* DATA FOR THIS EXERCISE *
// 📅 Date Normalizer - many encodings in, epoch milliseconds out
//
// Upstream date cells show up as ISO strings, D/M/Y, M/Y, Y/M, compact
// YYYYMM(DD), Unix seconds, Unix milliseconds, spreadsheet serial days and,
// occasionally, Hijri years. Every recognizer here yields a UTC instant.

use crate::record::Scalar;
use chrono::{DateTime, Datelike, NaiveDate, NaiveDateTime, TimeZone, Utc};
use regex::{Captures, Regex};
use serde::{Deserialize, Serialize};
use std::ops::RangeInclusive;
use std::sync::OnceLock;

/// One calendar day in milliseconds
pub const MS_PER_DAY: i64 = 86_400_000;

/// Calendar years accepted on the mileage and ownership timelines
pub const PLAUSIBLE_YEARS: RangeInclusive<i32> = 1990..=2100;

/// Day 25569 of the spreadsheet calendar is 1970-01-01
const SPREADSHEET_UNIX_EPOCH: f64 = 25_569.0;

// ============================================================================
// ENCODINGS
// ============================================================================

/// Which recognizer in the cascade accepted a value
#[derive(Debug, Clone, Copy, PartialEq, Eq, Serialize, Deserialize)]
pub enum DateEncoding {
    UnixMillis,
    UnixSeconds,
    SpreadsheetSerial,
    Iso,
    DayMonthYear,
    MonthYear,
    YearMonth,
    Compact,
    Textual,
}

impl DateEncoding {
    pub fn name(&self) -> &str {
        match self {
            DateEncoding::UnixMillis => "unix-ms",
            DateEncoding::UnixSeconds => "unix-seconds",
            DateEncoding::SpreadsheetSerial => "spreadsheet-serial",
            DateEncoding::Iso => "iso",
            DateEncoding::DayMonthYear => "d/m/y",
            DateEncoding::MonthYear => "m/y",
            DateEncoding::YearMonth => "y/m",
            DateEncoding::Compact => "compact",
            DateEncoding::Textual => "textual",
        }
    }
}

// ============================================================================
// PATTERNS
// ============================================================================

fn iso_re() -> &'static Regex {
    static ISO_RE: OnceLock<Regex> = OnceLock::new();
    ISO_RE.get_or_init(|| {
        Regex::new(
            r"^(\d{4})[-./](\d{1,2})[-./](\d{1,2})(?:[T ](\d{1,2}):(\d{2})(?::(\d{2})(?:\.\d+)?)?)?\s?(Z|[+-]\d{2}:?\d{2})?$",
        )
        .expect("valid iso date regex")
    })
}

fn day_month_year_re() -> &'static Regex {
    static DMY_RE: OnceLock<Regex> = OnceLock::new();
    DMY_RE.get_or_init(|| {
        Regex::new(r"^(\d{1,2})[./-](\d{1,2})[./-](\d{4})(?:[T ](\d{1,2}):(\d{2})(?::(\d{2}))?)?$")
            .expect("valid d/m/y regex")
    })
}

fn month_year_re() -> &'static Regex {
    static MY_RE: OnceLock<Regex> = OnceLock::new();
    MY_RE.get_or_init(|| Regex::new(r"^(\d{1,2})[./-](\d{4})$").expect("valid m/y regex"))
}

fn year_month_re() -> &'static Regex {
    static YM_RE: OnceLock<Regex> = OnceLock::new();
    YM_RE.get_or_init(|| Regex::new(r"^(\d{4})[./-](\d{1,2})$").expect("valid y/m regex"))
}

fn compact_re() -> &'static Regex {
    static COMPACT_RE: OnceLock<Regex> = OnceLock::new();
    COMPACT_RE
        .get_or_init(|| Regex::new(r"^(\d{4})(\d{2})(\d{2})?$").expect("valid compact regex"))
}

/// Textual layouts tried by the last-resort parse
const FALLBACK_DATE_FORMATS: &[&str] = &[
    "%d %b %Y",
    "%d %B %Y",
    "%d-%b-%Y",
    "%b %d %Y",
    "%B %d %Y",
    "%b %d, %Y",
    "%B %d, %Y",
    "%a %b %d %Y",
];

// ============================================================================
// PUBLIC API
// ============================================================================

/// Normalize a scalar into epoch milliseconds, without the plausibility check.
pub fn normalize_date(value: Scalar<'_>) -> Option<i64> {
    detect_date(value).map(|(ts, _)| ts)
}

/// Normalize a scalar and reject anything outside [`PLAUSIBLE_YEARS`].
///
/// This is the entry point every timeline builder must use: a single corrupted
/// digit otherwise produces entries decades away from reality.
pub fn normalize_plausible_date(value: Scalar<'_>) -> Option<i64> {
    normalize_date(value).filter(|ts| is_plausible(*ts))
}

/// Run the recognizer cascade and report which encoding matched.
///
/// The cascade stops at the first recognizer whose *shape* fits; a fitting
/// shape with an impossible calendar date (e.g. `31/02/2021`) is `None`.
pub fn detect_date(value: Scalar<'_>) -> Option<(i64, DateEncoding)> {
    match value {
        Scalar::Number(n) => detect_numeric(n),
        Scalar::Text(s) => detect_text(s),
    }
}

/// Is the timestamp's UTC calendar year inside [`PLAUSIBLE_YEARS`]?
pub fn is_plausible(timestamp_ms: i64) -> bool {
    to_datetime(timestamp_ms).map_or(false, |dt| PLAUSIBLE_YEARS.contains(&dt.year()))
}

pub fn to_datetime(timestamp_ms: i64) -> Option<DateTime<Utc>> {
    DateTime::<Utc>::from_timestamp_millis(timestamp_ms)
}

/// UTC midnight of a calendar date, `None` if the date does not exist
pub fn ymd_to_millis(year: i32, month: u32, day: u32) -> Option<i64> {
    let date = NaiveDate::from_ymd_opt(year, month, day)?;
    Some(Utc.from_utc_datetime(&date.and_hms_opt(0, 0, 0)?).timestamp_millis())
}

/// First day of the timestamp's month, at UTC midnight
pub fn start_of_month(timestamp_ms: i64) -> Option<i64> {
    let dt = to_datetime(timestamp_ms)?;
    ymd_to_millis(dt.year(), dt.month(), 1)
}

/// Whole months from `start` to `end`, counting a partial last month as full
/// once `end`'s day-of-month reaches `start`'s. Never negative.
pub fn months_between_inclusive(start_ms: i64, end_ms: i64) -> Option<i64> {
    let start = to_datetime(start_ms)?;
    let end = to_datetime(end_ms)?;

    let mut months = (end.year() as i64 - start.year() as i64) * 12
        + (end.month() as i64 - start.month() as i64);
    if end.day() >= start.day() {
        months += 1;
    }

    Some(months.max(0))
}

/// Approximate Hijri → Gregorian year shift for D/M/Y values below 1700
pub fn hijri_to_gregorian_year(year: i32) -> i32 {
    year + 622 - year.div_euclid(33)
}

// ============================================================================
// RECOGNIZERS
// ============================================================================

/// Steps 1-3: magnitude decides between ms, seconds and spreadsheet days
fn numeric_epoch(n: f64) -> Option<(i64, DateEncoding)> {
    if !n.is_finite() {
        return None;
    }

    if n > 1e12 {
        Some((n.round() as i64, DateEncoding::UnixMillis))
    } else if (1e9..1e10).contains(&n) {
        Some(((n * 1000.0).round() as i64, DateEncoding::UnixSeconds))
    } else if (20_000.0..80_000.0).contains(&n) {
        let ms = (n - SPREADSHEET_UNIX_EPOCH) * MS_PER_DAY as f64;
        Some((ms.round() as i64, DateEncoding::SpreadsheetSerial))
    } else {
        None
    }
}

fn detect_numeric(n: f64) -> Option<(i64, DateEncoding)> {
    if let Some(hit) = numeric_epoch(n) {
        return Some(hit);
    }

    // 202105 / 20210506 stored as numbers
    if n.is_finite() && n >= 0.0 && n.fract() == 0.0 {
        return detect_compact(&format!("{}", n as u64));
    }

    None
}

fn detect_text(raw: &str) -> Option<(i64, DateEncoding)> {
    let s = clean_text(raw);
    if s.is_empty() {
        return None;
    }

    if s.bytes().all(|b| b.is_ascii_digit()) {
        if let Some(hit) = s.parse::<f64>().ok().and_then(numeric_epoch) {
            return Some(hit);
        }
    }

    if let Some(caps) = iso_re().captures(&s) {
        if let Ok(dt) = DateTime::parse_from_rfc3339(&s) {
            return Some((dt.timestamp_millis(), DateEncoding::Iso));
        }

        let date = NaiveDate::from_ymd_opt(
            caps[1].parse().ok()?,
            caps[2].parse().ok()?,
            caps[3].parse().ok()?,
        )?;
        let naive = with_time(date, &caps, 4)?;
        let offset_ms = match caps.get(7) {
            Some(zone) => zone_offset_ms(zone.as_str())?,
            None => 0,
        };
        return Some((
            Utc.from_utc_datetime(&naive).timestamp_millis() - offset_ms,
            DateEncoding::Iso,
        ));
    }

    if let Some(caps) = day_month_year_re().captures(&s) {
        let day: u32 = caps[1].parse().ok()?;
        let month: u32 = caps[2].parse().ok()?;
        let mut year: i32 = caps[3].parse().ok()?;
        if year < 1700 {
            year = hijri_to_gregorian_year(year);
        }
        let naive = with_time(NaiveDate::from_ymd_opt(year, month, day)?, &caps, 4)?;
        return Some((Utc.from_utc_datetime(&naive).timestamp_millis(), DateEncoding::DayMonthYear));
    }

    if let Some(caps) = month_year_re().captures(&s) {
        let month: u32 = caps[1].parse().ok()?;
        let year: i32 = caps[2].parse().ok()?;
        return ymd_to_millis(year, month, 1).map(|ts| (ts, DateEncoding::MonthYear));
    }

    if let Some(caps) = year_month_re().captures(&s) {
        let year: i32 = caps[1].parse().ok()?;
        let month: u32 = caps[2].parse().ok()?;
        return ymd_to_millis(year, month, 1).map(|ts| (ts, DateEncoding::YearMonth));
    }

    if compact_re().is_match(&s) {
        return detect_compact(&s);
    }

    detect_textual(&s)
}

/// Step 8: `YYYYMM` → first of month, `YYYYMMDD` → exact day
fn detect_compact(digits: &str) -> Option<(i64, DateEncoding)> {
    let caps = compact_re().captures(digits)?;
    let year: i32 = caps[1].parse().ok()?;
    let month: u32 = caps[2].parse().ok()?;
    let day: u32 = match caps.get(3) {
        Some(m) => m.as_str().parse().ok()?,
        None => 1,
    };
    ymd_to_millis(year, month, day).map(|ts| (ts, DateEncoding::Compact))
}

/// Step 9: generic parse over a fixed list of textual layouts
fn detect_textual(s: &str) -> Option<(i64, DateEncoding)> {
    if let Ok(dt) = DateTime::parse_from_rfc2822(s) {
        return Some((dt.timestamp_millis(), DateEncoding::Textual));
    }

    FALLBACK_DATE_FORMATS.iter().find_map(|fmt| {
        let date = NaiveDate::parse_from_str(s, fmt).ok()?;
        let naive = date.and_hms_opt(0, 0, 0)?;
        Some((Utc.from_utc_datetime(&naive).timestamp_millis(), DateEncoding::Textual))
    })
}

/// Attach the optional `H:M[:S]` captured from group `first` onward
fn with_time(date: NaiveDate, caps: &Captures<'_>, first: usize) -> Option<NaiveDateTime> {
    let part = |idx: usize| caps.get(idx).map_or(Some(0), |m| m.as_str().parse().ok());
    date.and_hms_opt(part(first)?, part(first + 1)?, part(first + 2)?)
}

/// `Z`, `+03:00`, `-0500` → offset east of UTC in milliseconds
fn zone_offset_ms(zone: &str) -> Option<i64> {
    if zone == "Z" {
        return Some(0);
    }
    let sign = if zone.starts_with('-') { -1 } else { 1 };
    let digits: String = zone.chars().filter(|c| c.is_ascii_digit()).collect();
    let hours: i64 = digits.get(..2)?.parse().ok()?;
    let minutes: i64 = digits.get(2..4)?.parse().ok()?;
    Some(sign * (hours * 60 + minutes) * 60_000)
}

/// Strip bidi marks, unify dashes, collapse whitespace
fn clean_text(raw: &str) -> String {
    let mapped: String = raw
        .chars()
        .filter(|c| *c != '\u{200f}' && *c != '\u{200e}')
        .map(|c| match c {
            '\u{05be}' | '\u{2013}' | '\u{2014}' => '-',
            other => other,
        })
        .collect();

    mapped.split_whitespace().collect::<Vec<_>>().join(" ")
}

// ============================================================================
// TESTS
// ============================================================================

* TASK TO CARRY OUT *
Output the lines above between the one holding "and ownership timelines" and the one holding "accepted a value", inclusive, with nothing before or after them.

* ANSWER FOR THE TASK *
/// Calendar years accepted on the mileage and ownership timelines
pub const PLAUSIBLE_YEARS: RangeInclusive<i32> = 1990..=2100;

/// Day 25569 of the spreadsheet calendar is 1970-01-01
const SPREADSHEET_UNIX_EPOCH: f64 = 25_569.0;

// ============================================================================
// ENCODINGS
// ============================================================================

/// Which recognizer in the cascade accepted a value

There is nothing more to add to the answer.